EPA Carbon Standard Wins Strong Support

The Environmental Project Agency (EPA) is garnering strong national- and state-level backing from America’s editorial boards when it comes to the federal agency's proposal to upgrade carbon pollution standards for coal-fired power plants.

From such key states states as Ohio, Pennsylvania and Virginia, here is the verdict from leading “ed boards”:

  •  Tougher pollution rule, Toledo Blade. The U.S. Environmental Protection Agency has issued a rule aimed at limiting greenhouse-gas emissions from new coal-fired power plants. That appropriate action is in no way an effort to deny coal-fired power’s role as America’s dominant energy source, as critics allege.
  • PA. Clean power: The EPA raises the bar on future coal-fired plants, Pittsburgh Post-Gazette, (editorial), 04/06/12. The coal industry is bound to fight the new regulation, which it says will drive up the cost of energy and cut the demand for coal to the detriment of coal-producing states. The regulation doesn't constitute an all-out ban on future plants but would increase the cost of their operation. If companies want to develop new plants, they would need to use expensive carbon capture and sequestration technology. The rule is a small step, but it goes in the right direction, toward the next generation of cleaner power plants.
  • VA. Coal: Power play, Richmond Times Dispatch. Dominion Virginia Power had planned to reduce its use of coal for electricity generation well before the EPA's announcement of new greenhouse-gas emission limits the other day. What's more, the new rules will apply only to new plants, not existing ones — so Virginians likely will not notice anything different. At least for a while.

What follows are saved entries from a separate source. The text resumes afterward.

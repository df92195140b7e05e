//! MARVIN CLI entry point.
//!
//! Provides `start` and `link` subcommands: run the auto-responder event
//! loop, or run the QR pairing flow for a fresh WhatsApp session.

#![forbid(unsafe_code)]
#![warn(missing_docs)]

use std::path::Path;
use std::sync::Arc;

use anyhow::Context;
use bollard::Docker;
use clap::{Parser, Subcommand};
use tokio::sync::mpsc;
use tracing::{info, warn};

use marvin::config::MarvinConfig;
use marvin::providers::{groq::GroqProvider, LlmProvider};
use marvin::responder::{MessageResponder, OutboundSender};
use marvin::whatsapp::{setup, spawn_event_listener, BridgeClient, BridgeEvent};

/// Capacity of the bridge event channel. Events queue here while a message
/// handler is running; there is no further backpressure by design.
const EVENT_BUFFER_SIZE: usize = 64;

/// MARVIN — personal WhatsApp auto-responder.
#[derive(Parser)]
#[command(name = "marvin", version, about)]
struct Cli {
    /// Subcommand to execute.
    #[command(subcommand)]
    command: Command,
}

/// Available CLI subcommands.
#[derive(Subcommand)]
enum Command {
    /// Run the auto-responder.
    Start,
    /// Pair a WhatsApp session: fetch, save, and publish the QR code.
    Link,
}

#[tokio::main]
async fn main() -> anyhow::Result<()> {
    // Credentials commonly live in .env, as the deployment docs describe.
    dotenvy::dotenv().ok();

    let cli = Cli::parse();

    match cli.command {
        Command::Start => handle_start().await,
        Command::Link => handle_link().await,
    }
}

/// Run the auto-responder event loop.
async fn handle_start() -> anyhow::Result<()> {
    let config = MarvinConfig::load().context("failed to load configuration")?;
    config.validate()?;
    // Missing credentials are fatal before anything connects.
    let api_key = config.llm.require_api_key()?.to_owned();

    let _logging_guard =
        marvin::logging::init_daemon(Path::new(&config.log.dir), &config.log.level)?;
    info!(version = env!("CARGO_PKG_VERSION"), "MARVIN starting");

    let provider: Arc<dyn LlmProvider> = Arc::new(GroqProvider::new(
        config.llm.base_url.clone(),
        api_key,
        config.llm.model.clone(),
    ));
    info!(model = %provider.model_id(), "LLM provider ready");

    if config.bridge.manage_sidecar {
        let docker =
            Docker::connect_with_local_defaults().context("failed to connect to Docker")?;
        setup::ensure_container(&docker, &config.bridge.sidecar_image).await?;
    }

    let (event_tx, mut event_rx) = mpsc::channel(EVENT_BUFFER_SIZE);
    let _listener = spawn_event_listener(config.bridge.base_url.clone(), event_tx);

    let outbound: Arc<dyn OutboundSender> =
        Arc::new(BridgeClient::new(config.bridge.base_url.clone()));
    let responder = MessageResponder::new(
        provider,
        outbound,
        config.responder.clone(),
        config.llm.triage_temperature,
        config.llm.reply_temperature,
    );

    info!("listening for messages");

    // One handler at a time: each message runs to completion (including its
    // network calls) before the next event is taken from the channel.
    loop {
        tokio::select! {
            event = event_rx.recv() => {
                let Some(event) = event else {
                    info!("event stream ended");
                    break;
                };
                match event {
                    BridgeEvent::Message(msg) => responder.handle(&msg).await,
                    BridgeEvent::Qr { data } => {
                        setup::publish_qr(
                            &data,
                            Path::new(&config.bridge.qr_path),
                            &config.bridge.qr_upload_url,
                        )
                        .await;
                    }
                    BridgeEvent::Ready => {
                        info!("assistant is active and managing messages");
                    }
                    BridgeEvent::Disconnected { reason } => {
                        warn!(
                            reason = reason.as_deref().unwrap_or("unknown"),
                            "WhatsApp session disconnected"
                        );
                    }
                }
            }
            _ = tokio::signal::ctrl_c() => {
                info!("received shutdown signal");
                break;
            }
        }
    }

    info!("MARVIN shut down cleanly");
    Ok(())
}

/// Run the QR pairing flow and exit.
async fn handle_link() -> anyhow::Result<()> {
    marvin::logging::init_cli();

    let config = MarvinConfig::load().context("failed to load configuration")?;
    config.validate()?;

    let bridge = BridgeClient::new(config.bridge.base_url.clone());
    let docker = if config.bridge.manage_sidecar {
        Some(Docker::connect_with_local_defaults().context("failed to connect to Docker")?)
    } else {
        None
    };

    setup::link(
        docker.as_ref(),
        &bridge,
        &config.bridge.sidecar_image,
        Path::new(&config.bridge.qr_path),
        &config.bridge.qr_upload_url,
    )
    .await?;

    Ok(())
}
//! WhatsApp transport: HTTP bridge client, event listener, and pairing setup.
//!
//! All WhatsApp connectivity (QR pairing, session persistence, delivery)
//! lives in a browser-automation sidecar wrapping the WhatsApp Web client.
//! This module talks to it over HTTP on localhost and long-polls for
//! real-time events.

pub mod client;
pub mod events;
pub mod setup;

pub use client::BridgeClient;
pub use events::{spawn_event_listener, BridgeEvent, InboundMessage};

/// Errors from the WhatsApp bridge.
#[derive(Debug, thiserror::Error)]
pub enum BridgeError {
    /// HTTP request to the sidecar failed.
    #[error("HTTP request failed: {0}")]
    Http(#[from] reqwest::Error),

    /// The sidecar is not running or not reachable.
    #[error("bridge sidecar not reachable")]
    SidecarUnreachable,

    /// The sidecar is up but the WhatsApp session is not linked.
    #[error("not connected to WhatsApp (scan the QR code with `marvin link`)")]
    NotConnected,

    /// An outbound send was rejected by the sidecar.
    #[error("send rejected: {0}")]
    SendRejected(String),

    /// Container setup or pairing flow failed.
    #[error("setup failed: {0}")]
    SetupFailed(String),
}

The verdict on the new rule and its benefits in terms of protecting the health of Americans is also positive from editorial boards at the national level:

  • New Rules for New Power Plants, New York Times. Power plants account for about 40 percent of America’s global warming emissions — with the bulk of that coming from coal-fired plants. On Tuesday, the Obama administration took another important step for public health and the environment, proposing the first nationwide limits on carbon dioxide from new power plants. If approved, the new limits will accelerate the shift from coal to natural gas and cleaner alternative fuels.
  • Proposed EPA caps make sense, Houston Chronicle. On Tuesday, the Environmental Protection Agency proposed its first-ever limits on greenhouse gas emissions from new power plants ("EPA pushes historic rules on new power plants," Page A6, Wednesday). As Chronicle reporter Puneet Kollipara wrote, while environmental groups are saying it's about time, industry groups have vowed a fight. With an economy fueled by the energy industry, Houston is especially sensitive to EPA rules, and we're wary of any overbearing regulation. But this new rule is anything but overbearing. It strikes a healthy balance, preventing future construction of the dirtiest coal plants while leaving room for natural gas and carbon-capture coal plants.
  • The EPA’s sensible compromise, Dallas Morning News. This is a sensible compromise between the nation’s immediate energy needs and pressing environmental concerns. Texas produces and consumes more electricity than any other state, and its per capita residential use is significantly higher than the national average. Unfortunately, this tug-of-war too often is portrayed as a false choice between a clean environment and reliable power.
  • A small step forward for Earth, Los Angeles Times. Forbidding new coal plants is a minimal step that is unlikely to have much impact on the energy market because the low price of natural gas is already rendering coal power uncompetitive; new gas-fired plants would meet the proposed EPA standard. To really make a difference, the EPA should crack down on existing coal plants. But during an election year, when short-term economic concerns are trumping long-term ones, we'll take what we can get.
  • Climate change, Salt Lake Tribune.  That’s why it’s important that Salt Lake City is supporting a growing movement among cities to urge President Barack Obama and the Environmental Protection Agency to invoke the Clean Air Act to place limits on carbon emissions. Voluntary efforts supported by Gov. Gary Herbert are largely meaningless. Federal action under the Clean Air Act, which the U.S. Supreme Court has authorized, is our best hope.

No wonder that the latest polls show that two out of three Americans support the EPA’s effort to crackdown on air pollution!